27 A Detective Cottee recognised the accused, noted him to be standing motionless with a fixed stare. He did not respond to questions and responded mechanically and very slowly. Police found the body of the deceased submerged in water in a bath, and in an attempt to interview the accused, no verbal response was given.
28 The accused had blood on his clothing and although he had no recollection of the events about the blood found on him, it has been admitted to be that of the deceased's.
29 As to the defence of mental illness, as I have indicated by applying Mizzi v R (1959-1960) 105 CLR 659, evidence of mental illness may be found in the behaviour of the accused, and medical witnesses may give evidence of their opinion as to whether the accused would appreciate the nature and quality of his act. In those proceedings, in addition to the neighbours and friends' evidence that I have outlined earlier, the accused was seen by a forensic psychiatrist, Dr Rosalie Wilcox for the defence, and for the accused, and Dr Yvonne Skinner, Forensic Psychiatrist, for the Crown. The report of those two psychiatrists have been admitted in evidence before me.
30 Dr Wilcox opined that the accused suffers from a mental illness, characterised by delusions and hallucinations, the most likely diagnosis being paranoid schizophrenia. The evidence of Dr Wilcox was that at the time of the killing, the accused was suffering from a disease of the mind, and although he would have been aware of the physical nature and quality of his acts, it is most probably that he was unable to reason with a moderate degree of sense and composure about the wrongness of his actions.
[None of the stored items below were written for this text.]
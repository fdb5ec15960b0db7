//! Document assembly engine for operating agreements.
//!
//! Turns a read-only [`Agreement`](opagen_shared::Agreement) record into a
//! `.docx` artifact: formatting rules ([`format`]), the context builder
//! ([`context`]), the procedural section builder ([`sections`]), and the
//! generation dispatcher ([`generate`]) that selects between an installed
//! template and the scratch-build path.

pub mod context;
pub mod format;
pub mod generate;
pub mod sections;

pub use context::{MemberRow, build_context, member_rows};
pub use generate::{GenerationMethod, Generator, OutputArtifact};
31 Doctor Skinner's evidence is that the accused suffered from a severe mental illness, namely Chronic Schizophrenia, that he suffered an acute psychotic episode at the time of the killing, that he was experiencing auditory hallucinations, and that he did not know what he was doing.
32 On the examination of the evidence adduced by the Crown, I find beyond reasonable doubt that the death of the deceased was caused by the act of the accused, and that that act, namely the stabbing of the deceased, was done with intent to kill or to inflict really serious bodily harm, and therefore would, other than for the defence of not guilty on the grounds of mental illness, be guilty of the offence of murder. There is, in relation to the offence of not guilty on the grounds of mental illness, evidence from the police and lay witnesses, which I have outlined, which indicates that the accused was suffering from a disease of the mind depriving him of the capacity that he ought not to do the act or that what he was doing was wrong.
33 I believe that the principles outlined in Re M’Naghten’s Case (1843) 8 ER 718 at 722 and the The King v Porter (1933) 55 CLR 182 at 189 to 190, apply in this case, and on the balance of probabilities the accused has satisfied the evidentiary onus that he was mentally ill at the time he killed Glen Joseph Pateman, and the verdict of the Court is that the accused is not guilty by reason of mental illness.
34 I therefore propose that the accused, having been found not guilty of the crime of murder by reason of mental illness, is to be detained in the psychiatric ward of the hospital at Long Bay Correctional Centre or such other places, that may be determined by the Mental Health Review Tribunal, until released by due process of the law.
35 May I, if there are members of the family of the deceased and family of the accused here, express the Court's sympathy for the terrible events which have occurred which will not go away and will be very hard to live with, but I wish to express that on behalf of the Court.
36 The prisoner may go into custody.